Beeindruckend ist dabei die Verwendung von Künstlicher Intelligenz. Die KI-unterstützte Entwicklung von digitalen Lernwelten, die an Hochschulen bisher als Möglichkeit besprochen oder mit improvisierten Prozessen ausprobiert wurde, ist in einzelnen Programmen bereits weitgehend implementiert. So können bestehende Lehrmaterialien in KI-unterstützte Applikationen geladen werden, die dann daraus Vorschläge für eine didaktische Darstellung und für Kontroll- oder Prüfungsfragen erarbeiten. Die Vorschläge können dann von Lehrenden überprüft und überarbeitet werden. Auch wenn sich die aktuellen Fragen zu Datenschutz und Urheberrecht rund um KI auch für diese Anwendungen stellen, zeigen diese Entwicklungen sehr konkret, wie KI das Lehren und Lernen in Zukunft verändern und vereinfachen könnte.

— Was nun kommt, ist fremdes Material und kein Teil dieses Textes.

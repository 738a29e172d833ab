use std::time::Duration;

use crate::animation::filter::TransitionFilterInfo;
use crate::foundation::error::{SlideFxError, SlideFxResult};
use crate::timing::activity::{Activity, ActivityParams, Animation};
use crate::transitions::factory::{TransitionKind, build_transition, resolve_with_fallback};
use crate::transitions::{DEFAULT_ANIMATION_TIME, Transition, TransitionParameters};

/// Whether the effect runs its declared direction or the reverse.
#[derive(Clone, Copy, Debug, Default, PartialEq, Eq, serde::Serialize, serde::Deserialize)]
#[serde(rename_all = "lowercase")]
pub enum Direction {
    #[default]
    Forward,
    Reverse,
}

/// Entrance (`in`) or exit (`out`) effect.
#[derive(Clone, Copy, Debug, Default, PartialEq, Eq, serde::Serialize, serde::Deserialize)]
#[serde(rename_all = "lowercase")]
pub enum Mode {
    #[default]
    In,
    Out,
}

/// How many times an effect repeats.
#[derive(Clone, Copy, Debug, PartialEq, serde::Serialize, serde::Deserialize)]
#[serde(try_from = "RepeatCountRepr", into = "RepeatCountRepr")]
pub enum RepeatCount {
    Times(f64),
    Indefinite,
}

impl Default for RepeatCount {
    fn default() -> Self {
        Self::Times(1.0)
    }
}

impl RepeatCount {
    /// Activity repeat count; `0` stands for indefinite.
    pub fn as_activity_count(self) -> f64 {
        match self {
            Self::Times(n) => n,
            Self::Indefinite => 0.0,
        }
    }
}

#[derive(Clone, serde::Serialize, serde::Deserialize)]
#[serde(untagged)]
enum RepeatCountRepr {
    Number(f64),
    Text(String),
}

impl TryFrom<RepeatCountRepr> for RepeatCount {
    type Error = String;

    fn try_from(value: RepeatCountRepr) -> Result<Self, Self::Error> {
        match value {
            RepeatCountRepr::Number(n) if n.is_finite() && n > 0.0 => Ok(Self::Times(n)),
            RepeatCountRepr::Number(n) => Err(format!("repeat count must be positive, got {n}")),
            RepeatCountRepr::Text(s) if s.trim() == "indefinite" => Ok(Self::Indefinite),
            RepeatCountRepr::Text(s) => s
                .trim()
                .parse::<f64>()
                .ok()
                .filter(|n| n.is_finite() && *n > 0.0)
                .map(Self::Times)
                .ok_or_else(|| format!("invalid repeat count '{s}'")),
        }
    }
}

impl From<RepeatCount> for RepeatCountRepr {
    fn from(value: RepeatCount) -> Self {
        match value {
            RepeatCount::Times(n) => Self::Number(n),
            RepeatCount::Indefinite => Self::Text("indefinite".to_owned()),
        }
    }
}

/// Parse a SMIL clock value: `"1.5s"`, `"750ms"`, `"0.5min"`, `"2h"`, `"01:02.5"`,
/// `"1:00:00"` or bare seconds.
pub fn parse_clock_value(text: &str) -> SlideFxResult<Duration> {
    let s = text.trim();
    let invalid = || SlideFxError::validation(format!("invalid clock value '{text}'"));

    let seconds = if s.contains(':') {
        let parts: Vec<&str> = s.split(':').collect();
        if parts.len() > 3 {
            return Err(invalid());
        }
        let mut total = 0.0;
        for p in &parts {
            let v: f64 = p.parse().map_err(|_| invalid())?;
            total = total * 60.0 + v;
        }
        total
    } else {
        let (number, scale) = if let Some(v) = s.strip_suffix("ms") {
            (v, 0.001)
        } else if let Some(v) = s.strip_suffix("min") {
            (v, 60.0)
        } else if let Some(v) = s.strip_suffix('h') {
            (v, 3600.0)
        } else if let Some(v) = s.strip_suffix('s') {
            (v, 1.0)
        } else {
            (s, 1.0)
        };
        number.trim().parse::<f64>().map_err(|_| invalid())? * scale
    };

    if !seconds.is_finite() || seconds < 0.0 {
        return Err(invalid());
    }
    Ok(Duration::from_secs_f64(seconds))
}

/// A transition-filter node of a slide's animation timeline.
///
/// Only the fields the engine consumes are read; everything else in the document is ignored.
#[derive(Clone, Debug, Default, PartialEq, serde::Serialize, serde::Deserialize)]
#[serde(rename_all = "camelCase", default)]
pub struct AnimationNode {
    pub id: Option<String>,
    #[serde(rename = "type")]
    pub transition_type: String,
    pub subtype: String,
    pub direction: Direction,
    pub mode: Mode,
    /// `#rrggbb`.
    pub fade_color: Option<String>,
    /// SMIL clock value.
    pub dur: Option<String>,
    /// Acceleration fraction in `[0, 1]`.
    pub accelerate: f64,
    /// Deceleration fraction in `[0, 1]`.
    pub decelerate: f64,
    pub repeat_count: RepeatCount,
    pub auto_reverse: bool,
    /// Shape animated by this node.
    pub target_element: Option<String>,
}

impl AnimationNode {
    /// Parse a single node from JSON.
    pub fn from_json(json: &str) -> SlideFxResult<Self> {
        serde_json::from_str(json).map_err(|e| SlideFxError::serde(e.to_string()))
    }

    pub fn is_mode_in(&self) -> bool {
        self.mode == Mode::In
    }

    pub fn is_reverse(&self) -> bool {
        self.direction == Direction::Reverse
    }

    /// Declared effect.
    pub fn filter_info(&self) -> TransitionFilterInfo {
        TransitionFilterInfo::from_names(
            &self.transition_type,
            &self.subtype,
            !self.is_reverse(),
            self.is_mode_in(),
            self.fade_color.as_deref(),
        )
    }

    /// Simple duration, [`DEFAULT_ANIMATION_TIME`] when not declared.
    pub fn duration(&self) -> SlideFxResult<Duration> {
        self.dur
            .as_deref()
            .map_or(Ok(DEFAULT_ANIMATION_TIME), parse_clock_value)
    }

    pub fn activity_params(&self) -> SlideFxResult<ActivityParams> {
        Ok(ActivityParams {
            duration: self.duration()?,
            repeat_count: self.repeat_count.as_activity_count(),
            acceleration: self.accelerate,
            deceleration: self.decelerate,
            auto_reverse: self.auto_reverse,
            ..ActivityParams::default()
        })
    }

    /// Resolve the declared effect into a transition and wrap it in an inactive [`Activity`].
    pub fn create_activity(&self, params: TransitionParameters) -> SlideFxResult<Activity> {
        self.create_activity_with_fallback(params, TransitionKind::Crossfade)
    }

    /// Like [`create_activity`](Self::create_activity), resolving unsupported effects to
    /// `fallback`.
    #[tracing::instrument(level = "debug", skip(self, params), fields(id = ?self.id))]
    pub fn create_activity_with_fallback(
        &self,
        params: TransitionParameters,
        fallback: TransitionKind,
    ) -> SlideFxResult<Activity> {
        let activity_params = self.activity_params()?;
        let info = self.filter_info();
        let kind = resolve_with_fallback(&info, params.is_slide, fallback);
        let params = params.with_animation_time(activity_params.duration);
        let transition = build_transition(kind, &info, params);
        tracing::debug!(transition = transition.name(), "activity created");
        Activity::new(
            activity_params,
            Box::new(TransitionAnimation::new(transition, self.auto_reverse)),
            self.target_element.clone(),
        )
    }
}

/// Drives a transition from an [`Activity`].
#[derive(Debug)]
pub struct TransitionAnimation {
    transition: Box<dyn Transition>,
    auto_reverse: bool,
}

impl TransitionAnimation {
    pub fn new(transition: Box<dyn Transition>, auto_reverse: bool) -> Self {
        Self {
            transition,
            auto_reverse,
        }
    }

    pub fn transition(&self) -> &dyn Transition {
        self.transition.as_ref()
    }
}

impl Animation for TransitionAnimation {
    fn start(&mut self) {
        if let Err(err) = self.transition.prepare() {
            tracing::warn!(transition = self.transition.name(), %err, "prepare failed");
        }
    }

    fn perform(&mut self, t: f64, _repeat: u32) {
        self.transition.render(t);
    }

    fn end(&mut self) {
        self.transition.end();
        if self.auto_reverse {
            // Auto-reversed cycles finish on the first frame.
            self.transition.render(0.0);
        }
    }

    fn dispose(&mut self) {
        self.transition.dispose();
    }
}

#[cfg(test)]
#[path = "../../tests/unit/animation/node.rs"]
mod tests;
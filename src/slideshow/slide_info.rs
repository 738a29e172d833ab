use std::time::Duration;

use crate::animation::filter::TransitionFilterInfo;
use crate::animation::node::AnimationNode;
use crate::foundation::core::Rgba8Premul;
use crate::foundation::error::{SlideFxError, SlideFxResult};

/// Slide background as described by the document layer.
#[derive(Clone, Debug, Default, PartialEq, serde::Serialize, serde::Deserialize)]
#[serde(rename_all = "camelCase", default)]
pub struct Background {
    /// `true` when the slide overrides its master page background.
    pub is_custom: bool,
    /// Solid fill as `#rrggbb`.
    pub fill_color: Option<String>,
}

/// Per-slide descriptor supplied by the document layer. Read-only to the engine.
#[derive(Clone, Debug, Default, PartialEq, serde::Serialize, serde::Deserialize)]
#[serde(rename_all = "camelCase", default)]
pub struct SlideInfo {
    /// Content hash identifying the rendered slide.
    pub hash: String,
    /// Position in the presentation.
    pub index: usize,
    /// Master page name.
    pub master_page: Option<String>,
    pub background: Option<Background>,
    /// Transition into this slide, e.g. `"BarWipe"`.
    pub transition_type: Option<String>,
    /// e.g. `"LeftToRight"`.
    pub transition_subtype: Option<String>,
    /// Transition length in milliseconds.
    pub transition_duration: Option<f64>,
    /// `false` plays the transition in reverse.
    pub transition_direction: Option<bool>,
    /// Colour of fade-through-colour transitions as `#rrggbb`.
    pub transition_fade_color: Option<String>,
    /// Shape animations on this slide.
    pub animations: Vec<AnimationNode>,
}

impl SlideInfo {
    /// Parse a JSON array of slide descriptors.
    pub fn list_from_json(json: &str) -> SlideFxResult<Vec<Self>> {
        serde_json::from_str(json).map_err(|e| SlideFxError::serde(e.to_string()))
    }

    /// Effect entering this slide. A missing type means no transition.
    pub fn transition_info(&self) -> TransitionFilterInfo {
        TransitionFilterInfo::from_names(
            self.transition_type.as_deref().unwrap_or("None"),
            self.transition_subtype.as_deref().unwrap_or("Default"),
            self.transition_direction.unwrap_or(true),
            true,
            self.transition_fade_color.as_deref(),
        )
    }

    /// Declared transition length, or `default` when missing or not positive.
    pub fn transition_duration_or(&self, default: Duration) -> Duration {
        match self.transition_duration {
            Some(ms) if ms.is_finite() && ms > 0.0 => Duration::from_secs_f64(ms / 1000.0),
            _ => default,
        }
    }

    /// Custom background fill, if the slide declares a valid one.
    pub fn background_color(&self) -> Option<Rgba8Premul> {
        let fill = self.background.as_ref()?.fill_color.as_deref()?;
        match Rgba8Premul::from_hex(fill) {
            Ok(c) => Some(c),
            Err(err) => {
                tracing::warn!(slide = self.index, %err, "ignoring background colour");
                None
            }
        }
    }
}

#[cfg(test)]
#[path = "../../tests/unit/slideshow/slide_info.rs"]
mod tests;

Erfreulich scheint, dass sich beim Thema Datenschutz ein Sinneswandel abzeichnet: Wurden Fragen nach Datenschutz und Server-Standorten vor vier Jahren noch mit Floskeln zur Seite gewischt, scheint die EdTech-Branche nun verstanden zu haben, dass sie dafür in Europa ohne Wenn und Aber rechtskonforme Antworten bereithalten muss.
Für die ZLLF-Delegation, welche die diesjährige Learntec besuchte, war die Messe ein eindrückliches Manifest, wie digital unterstütztes Lernen und Lehren aussehen kann. Freilich fanden wir nach einigem Suchen in der hinteren Halle auch Anbieter, deren Produkte sich auch oder ausschliesslich für Hochschulen eignen. Auf unserer Suche nach Prüfungssoftware, Learning-Management-Systemen oder Autorentools, mit denen sich Lerninhalte erstellen lassen, führten wir letztlich auch anregende und aufschlussreiche Gespräche. Dazu zählten auch Kontakte zu Plattform-Anbietern, deren Module zu Themen der Hochschulbildung sich nahtlos in bestehende Aus- und Weiterbildungsprogramme der HSLU einbinden liessen. Vor allem war der Besuch der Learntec aber auch eine Erinnerung daran, dass sich die Hochschulen im deutschsprachigen Raum auf die Hinterbeine stellen müssen, wenn sie den digitalen Anschluss nicht verpassen möchten.
Die zitierten Aussagen sind wörtliche Zitate von Unternehmensvertretern an der Learntec 2024.